[Records for processing — start]

// Dweve FDL - Flat Data Language
//
// Copyright (c) 2025 Dweve IP B.V. and individual contributors.
//
// SPDX-License-Identifier: Apache-2.0
//
// Licensed under the Apache License, Version 2.0 (the "License");
// you may not use this file except in compliance with the License.
// You may obtain a copy of the License in the LICENSE file at the
// root of this repository or at: http://www.apache.org/licenses/LICENSE-2.0
//
// Unless required by applicable law or agreed to in writing, software
// distributed under the License is distributed on an "AS IS" BASIS,
// WITHOUT WARRANTIES OR CONDITIONS OF ANY KIND, either express or implied.
// See the License for the specific language governing permissions and
// limitations under the License.

//! The structural event stream produced by record parsing.
//!
//! Parsing a record stream yields a flat sequence of open/characters/close
//! events bracketed by stream start/end, pushed into an [`EventSink`]. The
//! event model is deliberately minimal: a sink that serializes it as XML
//! reproduces the document a DOM builder would see, but sinks are free to
//! build any other representation.
//!
//! Attribute order within one `open` event follows extraction order, not any
//! sorted order, so [`Attributes`] is an ordered list rather than a map.

use crate::error::EmitResult;

/// An ordered list of `(name, value)` attribute pairs.
///
/// Order is extraction/declaration order and is preserved verbatim.
/// Duplicate names are not rejected; consumers see them in order.
#[derive(Debug, Clone, Default, PartialEq, Eq)]
pub struct Attributes {
    items: Vec<(String, String)>,
}

impl Attributes {
    /// Create an empty attribute list.
    pub fn new() -> Self {
        Self::default()
    }

    /// Append an attribute, keeping insertion order.
    pub fn push(&mut self, name: impl Into<String>, value: impl Into<String>) {
        self.items.push((name.into(), value.into()));
    }

    /// Number of attributes.
    #[inline]
    pub fn len(&self) -> usize {
        self.items.len()
    }

    /// True when no attribute has been collected.
    #[inline]
    pub fn is_empty(&self) -> bool {
        self.items.is_empty()
    }

    /// Iterate over `(name, value)` pairs in insertion order.
    pub fn iter(&self) -> impl Iterator<Item = (&str, &str)> {
        self.items.iter().map(|(n, v)| (n.as_str(), v.as_str()))
    }

    /// Value of the first attribute with the given name.
    pub fn get(&self, name: &str) -> Option<&str> {
        self.items
            .iter()
            .find(|(n, _)| n == name)
            .map(|(_, v)| v.as_str())
    }
}

/// Consumer of the structural event stream.
///
/// Implementations must tolerate `characters` being called multiple times in
/// a row and `open`/`close` pairs nesting arbitrarily deep. `start_stream`
/// and `end_stream` bracket one full parse invocation.
pub trait EventSink {
    /// Called once before any other event of a stream.
    fn start_stream(&mut self) -> EmitResult<()> {
        Ok(())
    }

    /// A structure opens, carrying its attributes in extraction order.
    fn open(&mut self, name: &str, attributes: &Attributes) -> EmitResult<()>;

    /// Character content inside the currently open structure.
    fn characters(&mut self, text: &str) -> EmitResult<()>;

    /// The named structure closes.
    fn close(&mut self, name: &str) -> EmitResult<()>;

    /// Called once after the last event of a stream.
    fn end_stream(&mut self) -> EmitResult<()> {
        Ok(())
    }
}

/// One recorded structural event, as captured by [`EventBuffer`].
#[derive(Debug, Clone, PartialEq, Eq)]
pub enum Event {
    StreamStart,
    Open {
        name: String,
        attributes: Attributes,
    },
    Characters(String),
    Close {
        name: String,
    },
    StreamEnd,
}

/// An [`EventSink`] that records every event in memory.
///
/// Used by tests and by callers that want to post-process a whole stream.
///
/// ```rust
/// use fdl_core::event::{Attributes, Event, EventBuffer, EventSink};
///
/// let mut buffer = EventBuffer::new();
/// buffer.start_stream().unwrap();
/// let mut atts = Attributes::new();
/// atts.push("id", "42");
/// buffer.open("item", &atts).unwrap();
/// buffer.close("item").unwrap();
/// buffer.end_stream().unwrap();
///
/// assert_eq!(buffer.events.len(), 4);
/// assert!(matches!(&buffer.events[1], Event::Open { name, .. } if name == "item"));
/// ```
#[derive(Debug, Default)]
pub struct EventBuffer {
    /// The recorded events, in emission order.
    pub events: Vec<Event>,
}

impl EventBuffer {
    /// Create an empty buffer.
    pub fn new() -> Self {
        Self::default()
    }

    /// Names of all `Open` events, in order. Convenient in assertions.
    pub fn open_names(&self) -> Vec<&str> {
        self.events
            .iter()
            .filter_map(|e| match e {
                Event::Open { name, .. } => Some(name.as_str()),
                _ => None,
            })
            .collect()
    }

    /// The attributes of the first `Open` event with the given name.
    pub fn attributes_of(&self, name: &str) -> Option<&Attributes> {
        self.events.iter().find_map(|e| match e {
            Event::Open {
                name: n,
                attributes,
            } if n == name => Some(attributes),
            _ => None,
        })
    }
}

impl EventSink for EventBuffer {
    fn start_stream(&mut self) -> EmitResult<()> {
        self.events.push(Event::StreamStart);
        Ok(())
    }

    fn open(&mut self, name: &str, attributes: &Attributes) -> EmitResult<()> {
        self.events.push(Event::Open {
            name: name.to_string(),
            attributes: attributes.clone(),
        });
        Ok(())
    }

    fn characters(&mut self, text: &str) -> EmitResult<()> {
        self.events.push(Event::Characters(text.to_string()));
        Ok(())
    }

    fn close(&mut self, name: &str) -> EmitResult<()> {
        self.events.push(Event::Close {
            name: name.to_string(),
        });
        Ok(())
    }

    fn end_stream(&mut self) -> EmitResult<()> {
        self.events.push(Event::StreamEnd);
        Ok(())
    }
}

[Records for processing — finish]

Problem statement: Reproduce the listing above line for line, exactly.

Output for this task:
// Dweve FDL - Flat Data Language
//
// Copyright (c) 2025 Dweve IP B.V. and individual contributors.
//
// SPDX-License-Identifier: Apache-2.0
//
// Licensed under the Apache License, Version 2.0 (the "License");
// you may not use this file except in compliance with the License.
// You may obtain a copy of the License in the LICENSE file at the
// root of this repository or at: http://www.apache.org/licenses/LICENSE-2.0
//
// Unless required by applicable law or agreed to in writing, software
// distributed under the License is distributed on an "AS IS" BASIS,
// WITHOUT WARRANTIES OR CONDITIONS OF ANY KIND, either express or implied.
// See the License for the specific language governing permissions and
// limitations under the License.

//! The structural event stream produced by record parsing.
//!
//! Parsing a record stream yields a flat sequence of open/characters/close
//! events bracketed by stream start/end, pushed into an [`EventSink`]. The
//! event model is deliberately minimal: a sink that serializes it as XML
//! reproduces the document a DOM builder would see, but sinks are free to
//! build any other representation.
//!
//! Attribute order within one `open` event follows extraction order, not any
//! sorted order, so [`Attributes`] is an ordered list rather than a map.

use crate::error::EmitResult;

/// An ordered list of `(name, value)` attribute pairs.
///
/// Order is extraction/declaration order and is preserved verbatim.
/// Duplicate names are not rejected; consumers see them in order.
#[derive(Debug, Clone, Default, PartialEq, Eq)]
pub struct Attributes {
    items: Vec<(String, String)>,
}

impl Attributes {
    /// Create an empty attribute list.
    pub fn new() -> Self {
        Self::default()
    }

    /// Append an attribute, keeping insertion order.
    pub fn push(&mut self, name: impl Into<String>, value: impl Into<String>) {
        self.items.push((name.into(), value.into()));
    }

    /// Number of attributes.
    #[inline]
    pub fn len(&self) -> usize {
        self.items.len()
    }

    /// True when no attribute has been collected.
    #[inline]
    pub fn is_empty(&self) -> bool {
        self.items.is_empty()
    }

    /// Iterate over `(name, value)` pairs in insertion order.
    pub fn iter(&self) -> impl Iterator<Item = (&str, &str)> {
        self.items.iter().map(|(n, v)| (n.as_str(), v.as_str()))
    }

    /// Value of the first attribute with the given name.
    pub fn get(&self, name: &str) -> Option<&str> {
        self.items
            .iter()
            .find(|(n, _)| n == name)
            .map(|(_, v)| v.as_str())
    }
}

/// Consumer of the structural event stream.
///
/// Implementations must tolerate `characters` being called multiple times in
/// a row and `open`/`close` pairs nesting arbitrarily deep. `start_stream`
/// and `end_stream` bracket one full parse invocation.
pub trait EventSink {
    /// Called once before any other event of a stream.
    fn start_stream(&mut self) -> EmitResult<()> {
        Ok(())
    }

    /// A structure opens, carrying its attributes in extraction order.
    fn open(&mut self, name: &str, attributes: &Attributes) -> EmitResult<()>;

    /// Character content inside the currently open structure.
    fn characters(&mut self, text: &str) -> EmitResult<()>;

    /// The named structure closes.
    fn close(&mut self, name: &str) -> EmitResult<()>;

    /// Called once after the last event of a stream.
    fn end_stream(&mut self) -> EmitResult<()> {
        Ok(())
    }
}

/// One recorded structural event, as captured by [`EventBuffer`].
#[derive(Debug, Clone, PartialEq, Eq)]
pub enum Event {
    StreamStart,
    Open {
        name: String,
        attributes: Attributes,
    },
    Characters(String),
    Close {
        name: String,
    },
    StreamEnd,
}

/// An [`EventSink`] that records every event in memory.
///
/// Used by tests and by callers that want to post-process a whole stream.
///
/// ```rust
/// use fdl_core::event::{Attributes, Event, EventBuffer, EventSink};
///
/// let mut buffer = EventBuffer::new();
/// buffer.start_stream().unwrap();
/// let mut atts = Attributes::new();
/// atts.push("id", "42");
/// buffer.open("item", &atts).unwrap();
/// buffer.close("item").unwrap();
/// buffer.end_stream().unwrap();
///
/// assert_eq!(buffer.events.len(), 4);
/// assert!(matches!(&buffer.events[1], Event::Open { name, .. } if name == "item"));
/// ```
#[derive(Debug, Default)]
pub struct EventBuffer {
    /// The recorded events, in emission order.
    pub events: Vec<Event>,
}

impl EventBuffer {
    /// Create an empty buffer.
    pub fn new() -> Self {
        Self::default()
    }

    /// Names of all `Open` events, in order. Convenient in assertions.
    pub fn open_names(&self) -> Vec<&str> {
        self.events
            .iter()
            .filter_map(|e| match e {
                Event::Open { name, .. } => Some(name.as_str()),
                _ => None,
            })
            .collect()
    }

    /// The attributes of the first `Open` event with the given name.
    pub fn attributes_of(&self, name: &str) -> Option<&Attributes> {
        self.events.iter().find_map(|e| match e {
            Event::Open {
                name: n,
                attributes,
            } if n == name => Some(attributes),
            _ => None,
        })
    }
}

impl EventSink for EventBuffer {
    fn start_stream(&mut self) -> EmitResult<()> {
        self.events.push(Event::StreamStart);
        Ok(())
    }

    fn open(&mut self, name: &str, attributes: &Attributes) -> EmitResult<()> {
        self.events.push(Event::Open {
            name: name.to_string(),
            attributes: attributes.clone(),
        });
        Ok(())
    }

    fn characters(&mut self, text: &str) -> EmitResult<()> {
        self.events.push(Event::Characters(text.to_string()));
        Ok(())
    }

    fn close(&mut self, name: &str) -> EmitResult<()> {
        self.events.push(Event::Close {
            name: name.to_string(),
        });
        Ok(())
    }

    fn end_stream(&mut self) -> EmitResult<()> {
        self.events.push(Event::StreamEnd);
        Ok(())
    }
}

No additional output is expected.